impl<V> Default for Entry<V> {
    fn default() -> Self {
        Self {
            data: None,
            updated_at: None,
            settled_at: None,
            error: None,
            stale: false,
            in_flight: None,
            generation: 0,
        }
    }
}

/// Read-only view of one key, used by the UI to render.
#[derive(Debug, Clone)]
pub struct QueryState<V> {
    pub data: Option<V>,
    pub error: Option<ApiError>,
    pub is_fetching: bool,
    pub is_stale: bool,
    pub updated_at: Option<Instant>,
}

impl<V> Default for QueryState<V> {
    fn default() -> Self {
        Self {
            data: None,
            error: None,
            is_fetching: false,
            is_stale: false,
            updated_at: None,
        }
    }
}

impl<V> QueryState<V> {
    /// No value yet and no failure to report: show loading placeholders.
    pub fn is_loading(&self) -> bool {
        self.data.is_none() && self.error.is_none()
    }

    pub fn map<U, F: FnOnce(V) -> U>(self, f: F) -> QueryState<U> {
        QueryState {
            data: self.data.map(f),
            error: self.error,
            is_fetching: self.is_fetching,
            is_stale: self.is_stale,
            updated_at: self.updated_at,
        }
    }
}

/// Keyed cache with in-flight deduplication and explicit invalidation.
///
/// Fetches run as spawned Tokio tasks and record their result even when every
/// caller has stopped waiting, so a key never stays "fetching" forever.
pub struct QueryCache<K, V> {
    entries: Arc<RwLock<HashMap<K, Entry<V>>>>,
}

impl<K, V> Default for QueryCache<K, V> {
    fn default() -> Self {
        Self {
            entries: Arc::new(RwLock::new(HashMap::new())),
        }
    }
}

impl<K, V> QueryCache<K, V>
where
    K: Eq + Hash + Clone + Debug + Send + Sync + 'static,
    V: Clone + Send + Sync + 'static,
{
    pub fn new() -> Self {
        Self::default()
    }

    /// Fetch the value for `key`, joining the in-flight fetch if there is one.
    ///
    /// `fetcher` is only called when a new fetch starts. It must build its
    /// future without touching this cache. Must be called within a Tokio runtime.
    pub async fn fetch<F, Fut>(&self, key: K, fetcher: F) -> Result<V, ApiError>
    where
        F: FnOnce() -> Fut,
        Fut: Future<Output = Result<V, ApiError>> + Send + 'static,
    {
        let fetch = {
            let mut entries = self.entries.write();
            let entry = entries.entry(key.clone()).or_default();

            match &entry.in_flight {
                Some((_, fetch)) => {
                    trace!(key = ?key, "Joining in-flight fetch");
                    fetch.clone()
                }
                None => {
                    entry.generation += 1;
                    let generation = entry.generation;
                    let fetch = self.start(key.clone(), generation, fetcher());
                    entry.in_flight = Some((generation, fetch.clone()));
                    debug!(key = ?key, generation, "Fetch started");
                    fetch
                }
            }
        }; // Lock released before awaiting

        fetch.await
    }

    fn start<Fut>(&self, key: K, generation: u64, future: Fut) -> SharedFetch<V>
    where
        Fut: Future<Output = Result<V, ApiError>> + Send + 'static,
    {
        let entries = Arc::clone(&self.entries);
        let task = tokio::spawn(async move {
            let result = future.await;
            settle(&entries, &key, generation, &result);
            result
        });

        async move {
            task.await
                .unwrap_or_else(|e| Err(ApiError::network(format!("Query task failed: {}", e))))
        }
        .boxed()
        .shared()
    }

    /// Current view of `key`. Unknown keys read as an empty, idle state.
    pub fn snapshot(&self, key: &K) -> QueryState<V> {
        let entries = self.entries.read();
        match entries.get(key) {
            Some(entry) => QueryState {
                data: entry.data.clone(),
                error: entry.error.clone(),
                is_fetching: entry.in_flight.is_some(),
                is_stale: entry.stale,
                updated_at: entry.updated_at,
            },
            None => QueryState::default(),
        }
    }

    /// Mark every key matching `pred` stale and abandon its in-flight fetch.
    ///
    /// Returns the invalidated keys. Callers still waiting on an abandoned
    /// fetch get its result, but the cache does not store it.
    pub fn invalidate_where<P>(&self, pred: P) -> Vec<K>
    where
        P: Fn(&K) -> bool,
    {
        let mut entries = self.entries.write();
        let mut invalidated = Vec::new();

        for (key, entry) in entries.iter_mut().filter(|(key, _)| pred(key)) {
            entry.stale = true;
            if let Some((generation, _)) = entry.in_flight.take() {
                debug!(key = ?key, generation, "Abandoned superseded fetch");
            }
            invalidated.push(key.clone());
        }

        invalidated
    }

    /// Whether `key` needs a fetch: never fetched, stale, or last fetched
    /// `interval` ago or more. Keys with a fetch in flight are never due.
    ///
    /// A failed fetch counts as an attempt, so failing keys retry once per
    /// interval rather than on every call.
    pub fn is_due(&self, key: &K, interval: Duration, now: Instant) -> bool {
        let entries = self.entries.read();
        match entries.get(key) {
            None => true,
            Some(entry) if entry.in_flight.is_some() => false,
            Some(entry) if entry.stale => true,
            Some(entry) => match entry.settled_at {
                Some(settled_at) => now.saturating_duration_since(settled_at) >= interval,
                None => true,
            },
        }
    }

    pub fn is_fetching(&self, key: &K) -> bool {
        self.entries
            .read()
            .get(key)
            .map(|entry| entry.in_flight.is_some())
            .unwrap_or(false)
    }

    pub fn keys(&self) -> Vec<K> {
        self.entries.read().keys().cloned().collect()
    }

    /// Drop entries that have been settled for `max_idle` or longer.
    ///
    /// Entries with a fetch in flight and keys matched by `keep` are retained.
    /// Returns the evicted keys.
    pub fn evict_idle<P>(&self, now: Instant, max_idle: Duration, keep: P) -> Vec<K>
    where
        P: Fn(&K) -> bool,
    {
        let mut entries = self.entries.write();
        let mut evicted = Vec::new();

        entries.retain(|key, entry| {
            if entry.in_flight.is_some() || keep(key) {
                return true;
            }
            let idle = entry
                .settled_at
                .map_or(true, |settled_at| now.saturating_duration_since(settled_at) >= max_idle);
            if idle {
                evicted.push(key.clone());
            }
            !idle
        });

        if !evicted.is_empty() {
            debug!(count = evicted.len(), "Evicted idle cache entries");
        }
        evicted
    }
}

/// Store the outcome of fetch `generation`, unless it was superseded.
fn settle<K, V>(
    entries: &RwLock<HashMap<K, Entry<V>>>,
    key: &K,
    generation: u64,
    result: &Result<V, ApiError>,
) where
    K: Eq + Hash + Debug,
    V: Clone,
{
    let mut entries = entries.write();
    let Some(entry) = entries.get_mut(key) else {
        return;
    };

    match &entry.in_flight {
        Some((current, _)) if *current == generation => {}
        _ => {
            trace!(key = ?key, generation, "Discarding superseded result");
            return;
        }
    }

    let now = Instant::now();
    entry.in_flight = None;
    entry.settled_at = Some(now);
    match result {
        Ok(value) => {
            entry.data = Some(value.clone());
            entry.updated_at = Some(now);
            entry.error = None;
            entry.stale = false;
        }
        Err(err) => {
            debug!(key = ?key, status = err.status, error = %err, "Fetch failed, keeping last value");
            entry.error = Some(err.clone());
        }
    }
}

......

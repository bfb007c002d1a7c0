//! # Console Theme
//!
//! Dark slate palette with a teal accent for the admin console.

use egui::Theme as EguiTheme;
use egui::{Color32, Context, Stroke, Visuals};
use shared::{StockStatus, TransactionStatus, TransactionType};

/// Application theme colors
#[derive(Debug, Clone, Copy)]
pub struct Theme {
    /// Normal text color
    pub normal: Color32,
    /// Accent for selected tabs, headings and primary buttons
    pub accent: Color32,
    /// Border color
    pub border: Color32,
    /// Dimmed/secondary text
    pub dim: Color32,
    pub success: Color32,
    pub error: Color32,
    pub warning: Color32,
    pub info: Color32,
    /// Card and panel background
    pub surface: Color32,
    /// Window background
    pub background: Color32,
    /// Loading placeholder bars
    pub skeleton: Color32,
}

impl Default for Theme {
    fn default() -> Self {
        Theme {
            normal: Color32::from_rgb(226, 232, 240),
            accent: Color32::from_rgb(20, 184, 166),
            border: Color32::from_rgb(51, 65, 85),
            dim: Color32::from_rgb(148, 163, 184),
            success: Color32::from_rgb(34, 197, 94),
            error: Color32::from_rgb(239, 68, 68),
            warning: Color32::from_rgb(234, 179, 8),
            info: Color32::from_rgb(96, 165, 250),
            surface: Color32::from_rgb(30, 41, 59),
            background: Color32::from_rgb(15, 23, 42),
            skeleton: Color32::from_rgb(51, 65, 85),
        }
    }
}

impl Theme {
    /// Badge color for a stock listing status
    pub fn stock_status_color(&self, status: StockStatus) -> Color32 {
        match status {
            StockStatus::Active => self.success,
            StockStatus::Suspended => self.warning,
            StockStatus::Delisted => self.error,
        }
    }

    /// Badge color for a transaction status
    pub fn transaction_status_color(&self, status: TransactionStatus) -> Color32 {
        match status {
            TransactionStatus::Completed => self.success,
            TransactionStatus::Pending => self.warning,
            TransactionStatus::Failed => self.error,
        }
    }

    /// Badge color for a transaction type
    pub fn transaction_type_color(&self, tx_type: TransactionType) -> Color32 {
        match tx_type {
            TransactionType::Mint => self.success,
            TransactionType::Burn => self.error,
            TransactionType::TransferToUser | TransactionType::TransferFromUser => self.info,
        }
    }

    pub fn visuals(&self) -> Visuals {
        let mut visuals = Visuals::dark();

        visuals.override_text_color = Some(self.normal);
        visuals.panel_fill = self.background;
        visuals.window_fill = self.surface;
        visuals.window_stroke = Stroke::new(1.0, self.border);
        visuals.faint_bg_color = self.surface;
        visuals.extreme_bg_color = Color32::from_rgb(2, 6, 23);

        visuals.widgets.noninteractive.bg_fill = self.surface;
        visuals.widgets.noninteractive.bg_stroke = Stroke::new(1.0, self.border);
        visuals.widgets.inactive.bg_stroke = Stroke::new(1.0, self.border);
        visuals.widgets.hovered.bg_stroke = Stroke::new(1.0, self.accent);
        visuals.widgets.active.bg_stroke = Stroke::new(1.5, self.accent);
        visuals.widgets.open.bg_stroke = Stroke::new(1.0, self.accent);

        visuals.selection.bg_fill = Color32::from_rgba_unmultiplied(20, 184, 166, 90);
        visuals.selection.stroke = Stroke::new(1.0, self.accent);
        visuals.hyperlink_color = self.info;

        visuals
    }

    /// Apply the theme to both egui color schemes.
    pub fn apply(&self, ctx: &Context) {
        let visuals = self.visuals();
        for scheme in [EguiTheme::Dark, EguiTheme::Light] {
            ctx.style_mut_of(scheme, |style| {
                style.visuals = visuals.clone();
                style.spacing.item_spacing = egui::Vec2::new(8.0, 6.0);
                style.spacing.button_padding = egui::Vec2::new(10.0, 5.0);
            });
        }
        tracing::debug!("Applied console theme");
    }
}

......

Report each line of the listing above that uses the word "surface".

    pub surface: Color32,
            surface: Color32::from_rgb(30, 41, 59),
        visuals.window_fill = self.surface;
        visuals.faint_bg_color = self.surface;
        visuals.widgets.noninteractive.bg_fill = self.surface;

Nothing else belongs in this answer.